Emigración. El sueño y el desgarro. La esperanza y la despedida. Lo nuevo y lo que dejamos atrás. España ha sido un país de emigración. De adioses sin retornos. De sueños que se desvanecen en la zozobra de la resaca de un oleaje rompedor. De familias que se han separado de por vida. Sin nada en el equipaje, ligeros como los hijos de la mar machadianos. Miseria y analfabetismo, el finesecular del diecinueve y comienzos de todo el siglo XX. La emigración tras la guerra, el hambre, la miseria en el campo. La marcha a las ciudades y sobre todo a América, en tanto el solar europeo devastado por la segunda guerra mundial no nos abría las puertas. Hijos, padres, hermanos, océanos de adioses infinitos y siempre en el recuerdo y la idealización de la familia, de la tierra, del pueblo, de los nuestros. "Gallegos", "gachupines", emigrantes, gente recia, seria, trabajadora, ahorradora, entregada. También resignada, pero siempre emprendedora.
El viejo drama, ese que se exterioriza en una frase muy sencilla, allí o eres de allí, aquí ya no eres de aquí, y sin embargo de los dos lugares. Mucho ha cambiado. Incluso las conciencias. Años cincuenta y sesenta, la España de las maletas. De los trenes y los barcos. Cabo San Roque, desde Vigo a Buenos Aires y Montevideo. Catorce días, catorce noches. Toda la esperanza en los ojos agudos y vivaraces de niños y familias que viajaban sin saber qué ocurriría. A qué nos suena esto. Y ahora, miramos con desdén y deprecio al que viene. Lo insultamos o pseudobautizamos con la soberbia y la arrogancia displicente del vanidoso o del xenófobo. Somos muy xenófobos. Exclusivos y excluyentes y olvidamos nuestro propio pasado y nuestros viejos fantasmas.
Viejas fotos de pasados nunca idos ni olvidamos. Memoria viva, la nuestra, la que nos rodeó. La de los nuestros, nuestros pueblos y aldeas. Una foto, la de Manuel Ferrol, en el puerto de A Coruña en 1957. Un niño llora entre la emoción y del desconsuelo del que emigra, un llanto contenido e inocente, no menor al de su padre que le abraza firme y a la vez lloroso. Adioses que nunca se saben si vuelven a ser holas presentes y emocionados. Setenta años atrás. Mundos desconocidos y todo por hacer. Ese niño, acaba de fallecer, Juan Jesús Calo, a los 75 años.

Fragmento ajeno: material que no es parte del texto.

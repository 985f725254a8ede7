//! HTTP protocol layer module
//!
//! Provides HTTP protocol-related base functionality, decoupled from the
//! static file serving business logic.

pub mod cors;
pub mod mime;
pub mod response;

// Re-export commonly used types
pub use response::{
    build_400_response, build_403_response, build_404_response, build_405_response,
    build_413_response, build_500_response, build_file_response, build_html_response,
    build_options_response, build_redirect_response,
};
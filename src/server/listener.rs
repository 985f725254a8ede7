// Listener module
// Creates the TCP listening socket the accept loop runs on

use socket2::{Domain, Protocol, Socket, Type};
use tokio::net::TcpListener;

/// Create a `TcpListener` bound to `addr` with `SO_REUSEADDR` enabled.
///
/// A quickly restarted server would otherwise trip over its own socket
/// lingering in TIME_WAIT.
///
/// # Arguments
///
/// * `addr` - The socket address to bind to
///
/// # Returns
///
/// * `Ok(TcpListener)` - Successfully created and bound listener
/// * `Err(std::io::Error)` - Failed to create or bind socket
pub fn create_listener(addr: std::net::SocketAddr) -> std::io::Result<TcpListener> {
    // Create socket with appropriate domain (IPv4 or IPv6)
    let domain = if addr.is_ipv4() {
        Domain::IPV4
    } else {
        Domain::IPV6
    };

    let socket = Socket::new(domain, Type::STREAM, Some(Protocol::TCP))?;

    // Enable SO_REUSEADDR: allows binding to a port in TIME_WAIT state
    socket.set_reuse_address(true)?;

    // Set non-blocking mode for async compatibility
    socket.set_nonblocking(true)?;

    // Bind to the specified address
    socket.bind(&addr.into())?;

    // Start listening with a backlog queue size of 128
    socket.listen(128)?;

    // Convert socket2::Socket to std::net::TcpListener, then to tokio::net::TcpListener
    let std_listener: std::net::TcpListener = socket.into();
    TcpListener::from_std(std_listener)
}
// 连接处理模块
// 处理单个 TCP 连接的接受和服务

use hyper::server::conn::http1;
use hyper::service::service_fn;
use hyper_util::rt::TokioIo;
use std::sync::Arc;

use crate::config::AppState;
use crate::handler;
use crate::logger;

/// Accept a connection and hand it to a spawned serving task.
pub fn accept_connection(
    stream: tokio::net::TcpStream,
    peer_addr: std::net::SocketAddr,
    state: &Arc<AppState>,
) {
    if state.config.logging.access_log {
        logger::log_connection_accepted(&peer_addr);
    }

    handle_connection(stream, Arc::clone(state));
}

/// Serve a single connection in a spawned task.
///
/// Wraps the TCP stream in `TokioIo`, configures HTTP/1.1 keep-alive, serves
/// requests through the handler and applies the connection timeout. A failed
/// connection only affects itself; the accept loop keeps running.
fn handle_connection(stream: tokio::net::TcpStream, state: Arc<AppState>) {
    tokio::spawn(async move {
        let io = TokioIo::new(stream);

        // Read performance configuration
        let keep_alive_timeout = state.config.performance.keep_alive_timeout;
        let timeout_duration = std::time::Duration::from_secs(std::cmp::max(
            state.config.performance.read_timeout,
            state.config.performance.write_timeout,
        ));

        // Build HTTP/1 connection with keep-alive support
        let mut builder = http1::Builder::new();
        if keep_alive_timeout > 0 {
            builder.keep_alive(true);
        }

        // Serve connection
        let conn = builder.serve_connection(
            io,
            service_fn(move |req| {
                let state_clone = Arc::clone(&state);
                async move { handler::handle_request(req, state_clone).await }
            }),
        );

        // Apply timeout and handle result
        match tokio::time::timeout(timeout_duration, conn).await {
            Ok(Ok(())) => {}
            Ok(Err(err)) => logger::log_connection_error(&err),
            Err(_) => {
                logger::log_warning(&format!(
                    "Connection timeout after {} seconds",
                    timeout_duration.as_secs()
                ));
            }
        }
    });
}
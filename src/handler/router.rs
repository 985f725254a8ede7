//! Request routing dispatch module
//!
//! Entry point for HTTP request processing: method validation, body size
//! check, static file dispatch. Every response, error pages included, leaves
//! through a single exit where the CORS header set is injected.

use crate::config::AppState;
use crate::handler::static_files;
use crate::http::{self, cors};
use crate::logger;
use http_body_util::Full;
use hyper::body::{Body, Bytes};
use hyper::{Method, Request, Response};
use std::convert::Infallible;
use std::sync::Arc;

/// Main entry point for HTTP request handling
pub async fn handle_request<B>(
    req: Request<B>,
    state: Arc<AppState>,
) -> Result<Response<Full<Bytes>>, Infallible> {
    let method = req.method().clone();
    let path = req.uri().path().to_string();

    let mut response = respond(&req, &state).await;

    // Single exit: the CORS contract holds on every path, 404s included.
    cors::apply(&mut response);

    if state.config.logging.access_log {
        let body_bytes = response.body().size_hint().exact().unwrap_or(0);
        logger::log_access(&method, &path, response.status().as_u16(), body_bytes);
    }

    Ok(response)
}

async fn respond<B>(req: &Request<B>, state: &AppState) -> Response<Full<Bytes>> {
    let method = req.method();

    // 1. Check HTTP method; OPTIONS preflights short-circuit here
    if let Some(resp) = check_http_method(method) {
        return resp;
    }

    // 2. Check declared body size
    if let Some(resp) = check_body_size(req, state.config.http.max_body_size) {
        return resp;
    }

    // 3. Serve from the tree
    let is_head = *method == Method::HEAD;
    static_files::serve(req.uri().path(), is_head, state).await
}

/// Check HTTP method and return an early response for non-GET/HEAD methods.
/// POST is advertised in the CORS headers but has no handler semantics.
fn check_http_method(method: &Method) -> Option<Response<Full<Bytes>>> {
    match method {
        &Method::GET | &Method::HEAD => None,
        &Method::OPTIONS => Some(http::build_options_response()),
        _ => {
            logger::log_warning(&format!("Method not allowed: {method}"));
            Some(http::build_405_response())
        }
    }
}

/// Validate Content-Length header and return 413 if exceeded
fn check_body_size<B>(req: &Request<B>, max_body_size: u64) -> Option<Response<Full<Bytes>>> {
    let content_length = req.headers().get("content-length")?;
    content_length.to_str().map_or_else(
        |_| {
            logger::log_warning("Content-Length header contains non-ASCII characters");
            None
        },
        |size_str| match size_str.parse::<u64>() {
            Ok(size) if size > max_body_size => {
                logger::log_error(&format!(
                    "Request body too large: {size} bytes (max: {max_body_size})"
                ));
                Some(http::build_413_response())
            }
            Err(_) => {
                logger::log_warning(&format!(
                    "Invalid Content-Length value: '{size_str}', skipping size check"
                ));
                None
            }
            _ => None,
        },
    )
}

#[cfg(test)]
mod tests {
    use super::*;
    use crate::config::Config;

    fn test_state() -> Arc<AppState> {
        let config = Config::load_from("no-such-config-file").unwrap();
        let root = std::env::temp_dir().canonicalize().unwrap();
        Arc::new(AppState::new(config, root))
    }

    fn request(method: Method, path: &str) -> Request<Full<Bytes>> {
        Request::builder()
            .method(method)
            .uri(path)
            .body(Full::new(Bytes::new()))
            .unwrap()
    }

    fn assert_cors_headers(resp: &Response<Full<Bytes>>) {
        assert_eq!(resp.headers()["access-control-allow-origin"], "*");
        assert_eq!(
            resp.headers()["access-control-allow-methods"],
            "GET, POST, OPTIONS"
        );
        assert_eq!(resp.headers()["access-control-allow-headers"], "*");
    }

    #[tokio::test]
    async fn options_preflight_is_200_empty_with_cors() {
        let resp = handle_request(request(Method::OPTIONS, "/anything"), test_state())
            .await
            .unwrap();
        assert_eq!(resp.status(), 200);
        assert_eq!(resp.body().size_hint().exact(), Some(0));
        assert_cors_headers(&resp);
    }

    #[tokio::test]
    async fn unsupported_method_is_405_with_cors() {
        let resp = handle_request(request(Method::PUT, "/index.html"), test_state())
            .await
            .unwrap();
        assert_eq!(resp.status(), 405);
        assert_eq!(resp.headers()["allow"], "GET, HEAD, OPTIONS");
        assert_cors_headers(&resp);
    }

    #[tokio::test]
    async fn missing_file_is_404_with_cors() {
        let resp = handle_request(
            request(Method::GET, "/definitely-not-present.html"),
            test_state(),
        )
        .await
        .unwrap();
        assert_eq!(resp.status(), 404);
        assert_cors_headers(&resp);
    }

    #[tokio::test]
    async fn oversized_declared_body_is_413_with_cors() {
        let req = Request::builder()
            .method(Method::GET)
            .uri("/")
            .header("content-length", "10485761")
            .body(Full::new(Bytes::new()))
            .unwrap();
        let resp = handle_request(req, test_state()).await.unwrap();
        assert_eq!(resp.status(), 413);
        assert_cors_headers(&resp);
    }
}
//! CORS header injection module
//!
//! The front-end fetches the data files with JavaScript, which browsers only
//! allow cross-origin when these headers are present. The set is fixed and
//! goes onto every response the server produces, error pages included.

use hyper::header::{
    HeaderValue, ACCESS_CONTROL_ALLOW_HEADERS, ACCESS_CONTROL_ALLOW_METHODS,
    ACCESS_CONTROL_ALLOW_ORIGIN,
};
use hyper::Response;

pub const ALLOW_ORIGIN: &str = "*";
pub const ALLOW_METHODS: &str = "GET, POST, OPTIONS";
pub const ALLOW_HEADERS: &str = "*";

/// Append the CORS header set to a response, after whatever headers the
/// responder already set.
pub fn apply<B>(response: &mut Response<B>) {
    let headers = response.headers_mut();
    headers.insert(ACCESS_CONTROL_ALLOW_ORIGIN, HeaderValue::from_static(ALLOW_ORIGIN));
    headers.insert(ACCESS_CONTROL_ALLOW_METHODS, HeaderValue::from_static(ALLOW_METHODS));
    headers.insert(ACCESS_CONTROL_ALLOW_HEADERS, HeaderValue::from_static(ALLOW_HEADERS));
}

#[cfg(test)]
mod tests {
    use super::*;
    use http_body_util::Full;
    use hyper::body::Bytes;

    #[test]
    fn injects_fixed_header_set() {
        let mut resp: Response<Full<Bytes>> = Response::new(Full::new(Bytes::new()));
        apply(&mut resp);
        assert_eq!(resp.headers()["access-control-allow-origin"], "*");
        assert_eq!(
            resp.headers()["access-control-allow-methods"],
            "GET, POST, OPTIONS"
        );
        assert_eq!(resp.headers()["access-control-allow-headers"], "*");
    }

    #[test]
    fn reapplying_keeps_a_single_value() {
        let mut resp: Response<Full<Bytes>> = Response::new(Full::new(Bytes::new()));
        apply(&mut resp);
        apply(&mut resp);
        let count = resp
            .headers()
            .get_all("access-control-allow-origin")
            .iter()
            .count();
        assert_eq!(count, 1);
    }
}
// Signal handling module
//
// Supported signals:
// - SIGTERM: Graceful shutdown
// - SIGINT:  Graceful shutdown (Ctrl+C)
//
// The accept loop watches the notify and stops taking new connections;
// in-flight requests finish on their own tasks.

use std::sync::Arc;
use tokio::sync::Notify;

/// Start signal handlers (Unix)
#[cfg(unix)]
pub fn start_signal_handler(shutdown: Arc<Notify>) {
    use tokio::signal::unix::{signal, SignalKind};

    tokio::spawn(async move {
        let mut sigterm =
            signal(SignalKind::terminate()).expect("Failed to register SIGTERM handler");
        let mut sigint =
            signal(SignalKind::interrupt()).expect("Failed to register SIGINT handler");

        tokio::select! {
            _ = sigterm.recv() => {}
            _ = sigint.recv() => {}
        }
        shutdown.notify_waiters();
    });
}

/// Windows fallback - only handles Ctrl+C
#[cfg(not(unix))]
pub fn start_signal_handler(shutdown: Arc<Notify>) {
    tokio::spawn(async move {
        if tokio::signal::ctrl_c().await.is_ok() {
            shutdown.notify_waiters();
        }
    });
}
//! MIME type detection module
//!
//! Returns the corresponding Content-Type based on file extension. The JSON
//! data files and the Opus audio clips get explicit types ahead of the
//! general table; browsers refuse to parse them under the generic fallback.

/// Get MIME Content-Type based on file extension (case-insensitive)
///
/// # Examples
/// ```
/// use reciteserve::http::mime::get_content_type;
/// assert_eq!(get_content_type(Some("json")), "application/json");
/// assert_eq!(get_content_type(Some("opus")), "audio/ogg");
/// assert_eq!(get_content_type(None), "application/octet-stream");
/// ```
pub fn get_content_type(extension: Option<&str>) -> &'static str {
    let lowered = extension.map(str::to_ascii_lowercase);
    match lowered.as_deref() {
        // Library data and audio, served with exact types
        Some("json") => "application/json",
        Some("opus") => "audio/ogg",

        // Text
        Some("html" | "htm") => "text/html; charset=utf-8",
        Some("css") => "text/css",
        Some("txt" | "md") => "text/plain; charset=utf-8",
        Some("xml") => "application/xml",

        // JavaScript/WASM
        Some("js" | "mjs") => "application/javascript",
        Some("wasm") => "application/wasm",

        // Images
        Some("png") => "image/png",
        Some("jpg" | "jpeg") => "image/jpeg",
        Some("gif") => "image/gif",
        Some("svg") => "image/svg+xml",
        Some("ico") => "image/x-icon",
        Some("webp") => "image/webp",

        // Audio
        Some("mp3") => "audio/mpeg",
        Some("ogg" | "oga") => "audio/ogg",
        Some("wav") => "audio/wav",
        Some("flac") => "audio/flac",
        Some("m4a") => "audio/mp4",

        // Fonts
        Some("woff") => "font/woff",
        Some("woff2") => "font/woff2",
        Some("ttf") => "font/ttf",
        Some("otf") => "font/otf",

        // Default
        _ => "application/octet-stream",
    }
}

Esos ojos mirando hacia la finitud de cientos de personas agolpadas ya en el pasaje de un barco a punto de zarpar y que dicen adiós y un os quiero. La entrepuerta de la emigración que a tantas familias y personas salvó de la pobreza y de la miseria. Años de dictadura. De enormes dificultades. Y América, sobre todo, América Latina nos acogió y abrió sus puertas como antes lo hizo Cuba y tantos y tantos países. Aquellas remesas, aquellos indianos, aquellos que ya nunca volvieron pero llevaron en su corazón y su vida jirones eternos de España, de Galicia, de Asturias, de Canarias, de Extremadura, … Fotos de mil vidas.